More to be added: Tuscan, Ligurian, Catalan, Spanish, Piedmontese, Italian influences
Sardinian language is commonly divided into two groups, by different authors called sometimes versions, other times recognised as diasystems:
It has to be recalled that, despite the huge work that has been developed for the study of this language, there isn't a consensus about its classification; Sassarese, spoken in Sassari, is not unanimously admitted to a status of diasystem, and effectively this debate reflects a never definitively solved debate in linguistics, about the elements that have to be assumed for a scientific classification of languages.
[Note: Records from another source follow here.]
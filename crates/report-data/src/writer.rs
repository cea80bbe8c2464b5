//! Serialisation of reports back into the three external formats.
//!
//! The tabular writer produces the consolidated export; the markup and
//! object-notation writers exist so sample inputs can be generated in the
//! same shapes the parsers accept.

use std::fs::{self, File};
use std::io::Write;
use std::path::{Path, PathBuf};

use quick_xml::events::{BytesDecl, BytesEnd, BytesStart, BytesText, Event};
use report_core::error::{ReportError, Result};
use report_core::models::{export_header, Report, ReportField};
use report_core::time_utils::TimeCodec;
use serde::Serialize;
use serde_json::{Map, Value};
use tracing::{debug, warn};

use crate::markup::REPORT_TAG;

/// Root element written around markup reports.
pub const MARKUP_ROOT: &str = "reports";

/// One export line, in canonical column order.
#[derive(Debug, Serialize)]
struct ExportRow<'a> {
    client_address: String,
    client_guid: &'a str,
    request_time: String,
    service_guid: &'a str,
    retries_request: u32,
    packets_requested: u32,
    packets_serviced: u32,
    max_hole_size: u32,
}

impl<'a> ExportRow<'a> {
    fn new(report: &'a Report, codec: &TimeCodec) -> Self {
        Self {
            client_address: report.client_address().to_string(),
            client_guid: report.client_guid(),
            request_time: codec.encode(report.request_time()),
            service_guid: report.service_guid(),
            retries_request: report.retries_request(),
            packets_requested: report.packets_requested(),
            packets_serviced: report.packets_serviced(),
            max_hole_size: report.max_hole_size(),
        }
    }
}

// ── Tabular ───────────────────────────────────────────────────────────────────

/// Write the header line followed by one row per report.
///
/// The header is written even when `reports` is empty.
pub fn write_tabular<W: Write>(writer: W, reports: &[Report], codec: &TimeCodec) -> Result<()> {
    let mut rows = csv::WriterBuilder::new()
        .has_headers(false)
        .from_writer(writer);

    rows.write_record(export_header()).map_err(csv_error)?;
    for report in reports {
        rows.serialize(ExportRow::new(report, codec))
            .map_err(csv_error)?;
    }
    rows.flush()?;
    Ok(())
}

/// Write the consolidated export to `path`.
///
/// Rows go to a temporary sibling first, which is renamed over `path` only
/// once everything was written. On failure the temporary file is removed and
/// any previous export at `path` is left as it was.
pub fn export_to_file(path: &Path, reports: &[Report], codec: &TimeCodec) -> Result<()> {
    let tmp = temp_sibling(path);

    let result = File::create(&tmp)
        .map_err(ReportError::from)
        .and_then(|file| write_tabular(file, reports, codec))
        .and_then(|()| fs::rename(&tmp, path).map_err(ReportError::from));

    match result {
        Ok(()) => {
            debug!("Export {}: {} rows written", path.display(), reports.len());
            Ok(())
        }
        Err(e) => {
            if let Err(cleanup) = fs::remove_file(&tmp) {
                if cleanup.kind() != std::io::ErrorKind::NotFound {
                    warn!("Failed to remove {}: {}", tmp.display(), cleanup);
                }
            }
            Err(match e {
                ReportError::Io(source) => ReportError::Write {
                    path: path.to_path_buf(),
                    source,
                },
                other => other,
            })
        }
    }
}

fn temp_sibling(path: &Path) -> PathBuf {
    let mut name = path.as_os_str().to_owned();
    name.push(".tmp");
    PathBuf::from(name)
}

fn csv_error(err: csv::Error) -> ReportError {
    ReportError::Io(err.into())
}

// ── Markup ────────────────────────────────────────────────────────────────────

/// Write reports as `<report>` elements inside a [`MARKUP_ROOT`] element.
pub fn write_markup<W: Write>(writer: W, reports: &[Report], codec: &TimeCodec) -> Result<()> {
    let mut xml = quick_xml::Writer::new_with_indent(writer, b' ', 2);

    xml.write_event(Event::Decl(BytesDecl::new("1.0", Some("UTF-8"), None)))
        .map_err(xml_error)?;
    xml.write_event(Event::Start(BytesStart::new(MARKUP_ROOT)))
        .map_err(xml_error)?;

    for report in reports {
        xml.write_event(Event::Start(BytesStart::new(REPORT_TAG)))
            .map_err(xml_error)?;
        for field in ReportField::ALL {
            let value = field_text(report, field, codec);
            xml.write_event(Event::Start(BytesStart::new(field.key())))
                .map_err(xml_error)?;
            xml.write_event(Event::Text(BytesText::new(&value)))
                .map_err(xml_error)?;
            xml.write_event(Event::End(BytesEnd::new(field.key())))
                .map_err(xml_error)?;
        }
        xml.write_event(Event::End(BytesEnd::new(REPORT_TAG)))
            .map_err(xml_error)?;
    }

    xml.write_event(Event::End(BytesEnd::new(MARKUP_ROOT)))
        .map_err(xml_error)?;
    let mut inner = xml.into_inner();
    inner.write_all(b"\n")?;
    inner.flush()?;
    Ok(())
}

fn field_text(report: &Report, field: ReportField, codec: &TimeCodec) -> String {
    match field {
        ReportField::ClientAddress => report.client_address().to_string(),
        ReportField::ClientGuid => report.client_guid().to_string(),
        ReportField::RequestTime => codec.encode(report.request_time()),
        ReportField::ServiceGuid => report.service_guid().to_string(),
        ReportField::RetriesRequest => report.retries_request().to_string(),
        ReportField::PacketsRequested => report.packets_requested().to_string(),
        ReportField::PacketsServiced => report.packets_serviced().to_string(),
        ReportField::MaxHoleSize => report.max_hole_size().to_string(),
    }
}

fn xml_error(err: quick_xml::Error) -> ReportError {
    ReportError::Io(std::io::Error::other(err.to_string()))
}

// ── Object notation ───────────────────────────────────────────────────────────

/// Write reports as a JSON array, with `request-time` as a numeric epoch.
pub fn write_object_notation<W: Write>(mut writer: W, reports: &[Report]) -> Result<()> {
    let items: Vec<Value> = reports.iter().map(report_object).collect();
    serde_json::to_writer_pretty(&mut writer, &items).map_err(|e| ReportError::Io(e.into()))?;
    writer.write_all(b"\n")?;
    writer.flush()?;
    Ok(())
}

fn report_object(report: &Report) -> Value {
    let mut map = Map::new();
    map.insert(
        ReportField::MaxHoleSize.key().to_string(),
        Value::from(report.max_hole_size()),
    );
    map.insert(
        ReportField::PacketsServiced.key().to_string(),
        Value::from(report.packets_serviced()),
    );
    map.insert(
        ReportField::PacketsRequested.key().to_string(),
        Value::from(report.packets_requested()),
    );
    map.insert(
        ReportField::ClientGuid.key().to_string(),
        Value::from(report.client_guid()),
    );
    map.insert(
        ReportField::ClientAddress.key().to_string(),
        Value::from(report.client_address().to_string()),
    );
    map.insert(
        ReportField::RequestTime.key().to_string(),
        Value::from(report.request_time()),
    );
    map.insert(
        ReportField::ServiceGuid.key().to_string(),
        Value::from(report.service_guid()),
    );
    map.insert(
        ReportField::RetriesRequest.key().to_string(),
        Value::from(report.retries_request()),
    );
    Value::Object(map)
}

// ── Tests ─────────────────────────────────────────────────────────────────────

#[cfg(test)]
mod tests {
    use super::*;
    use crate::markup::MarkupParser;
    use crate::object_notation::ObjectNotationParser;
    use crate::reader::ReportParser;
    use crate::tabular::TabularParser;
    use report_core::models::ReportBuilder;
    use tempfile::TempDir;

    const HEADER: &str = "client-address,client-guid,request-time,service-guid,retries-request,packets-requested,packets-serviced,max-hole-size";

    fn make_report(client: &str, time: i64, serviced: u32) -> Report {
        let codec = TimeCodec::new();
        let mut b = ReportBuilder::new();
        b.set_text(ReportField::ClientAddress, "10.0.0.2", &codec).unwrap();
        b.set_text(ReportField::ClientGuid, client, &codec).unwrap();
        b.set_request_time(time).unwrap();
        b.set_text(ReportField::ServiceGuid, "S1", &codec).unwrap();
        b.set_count(ReportField::RetriesRequest, 1).unwrap();
        b.set_count(ReportField::PacketsRequested, 10).unwrap();
        b.set_count(ReportField::PacketsServiced, serviced).unwrap();
        b.set_count(ReportField::MaxHoleSize, 2).unwrap();
        b.build().unwrap()
    }

    #[test]
    fn test_tabular_layout() {
        let mut out = Vec::new();
        let reports = vec![make_report("C2", 1_467_195_751_000, 10)];
        write_tabular(&mut out, &reports, &TimeCodec::new()).unwrap();

        let text = String::from_utf8(out).unwrap();
        assert_eq!(
            text,
            format!("{HEADER}\n10.0.0.2,C2,2016-06-29 07:22:31 ADT,S1,1,10,10,2\n")
        );
    }

    #[test]
    fn test_tabular_header_without_rows() {
        let mut out = Vec::new();
        write_tabular(&mut out, &[], &TimeCodec::new()).unwrap();
        assert_eq!(String::from_utf8(out).unwrap(), format!("{HEADER}\n"));
    }

    #[test]
    fn test_export_to_file_replaces_previous() {
        let dir = TempDir::new().unwrap();
        let path = dir.path().join("output.csv");
        fs::write(&path, "stale").unwrap();

        export_to_file(&path, &[make_report("C1", 0, 1)], &TimeCodec::new()).unwrap();

        let text = fs::read_to_string(&path).unwrap();
        assert!(text.starts_with(HEADER));
        assert_eq!(text.lines().count(), 2);
        assert!(!temp_sibling(&path).exists());
    }

    #[test]
    fn test_export_to_missing_directory_is_write_error() {
        let dir = TempDir::new().unwrap();
        let path = dir.path().join("no-such-dir").join("output.csv");
        let err = export_to_file(&path, &[], &TimeCodec::new()).unwrap_err();
        assert!(matches!(err, ReportError::Write { .. }));
    }

    #[test]
    fn test_temp_sibling_name() {
        assert_eq!(
            temp_sibling(Path::new("/out/output.csv")),
            PathBuf::from("/out/output.csv.tmp")
        );
    }

    #[test]
    fn test_formats_parse_back_to_equal_reports() {
        let codec = TimeCodec::new();
        let reports = vec![
            make_report("C1", 1_467_195_750_000, 0),
            make_report("C&2", 1_478_410_200_000, 7),
        ];

        let mut csv_out = Vec::new();
        write_tabular(&mut csv_out, &reports, &codec).unwrap();
        let mut xml_out = Vec::new();
        write_markup(&mut xml_out, &reports, &codec).unwrap();
        let mut json_out = Vec::new();
        write_object_notation(&mut json_out, &reports).unwrap();

        let from_csv = TabularParser::new(codec).parse(csv_out.as_slice()).unwrap();
        let from_xml = MarkupParser::new(codec).parse(xml_out.as_slice()).unwrap();
        let from_json = ObjectNotationParser::new(codec)
            .parse(json_out.as_slice())
            .unwrap();

        assert_eq!(from_csv, reports);
        assert_eq!(from_xml, reports);
        assert_eq!(from_json, reports);
    }

    #[test]
    fn test_object_notation_keeps_milliseconds() {
        let reports = vec![make_report("C1", 1_467_195_750_123, 1)];
        let mut out = Vec::new();
        write_object_notation(&mut out, &reports).unwrap();

        let value: Value = serde_json::from_slice(&out).unwrap();
        assert_eq!(value[0]["request-time"], 1_467_195_750_123_i64);
        assert_eq!(value[0].as_object().unwrap().len(), 8);
    }
}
There are however other languages spoken on Sardinia, among them also Catalan (mainly referred to the area of Alghero, where an Aragonese colony was created ex novo in 1353 - after the battle of Porto Conte) and the Tabarchino with its Ligurian origins, mainly spoken in the minor islands of San Pietro and Sant'Antioco.
Native language of Sardinia is commonly considered as shared among the most archaic Sardo logudorese, Campidanese, Gallurese (the latter with minor reciprocal Corsican influence, due to proximity). Sassarese (spoken in the area of Sassari) is commonly reputed a dialect of Logudorese, even if really many influences from Gallurese. Tabarchino and Catalan are considered belonging to ethnical specificities.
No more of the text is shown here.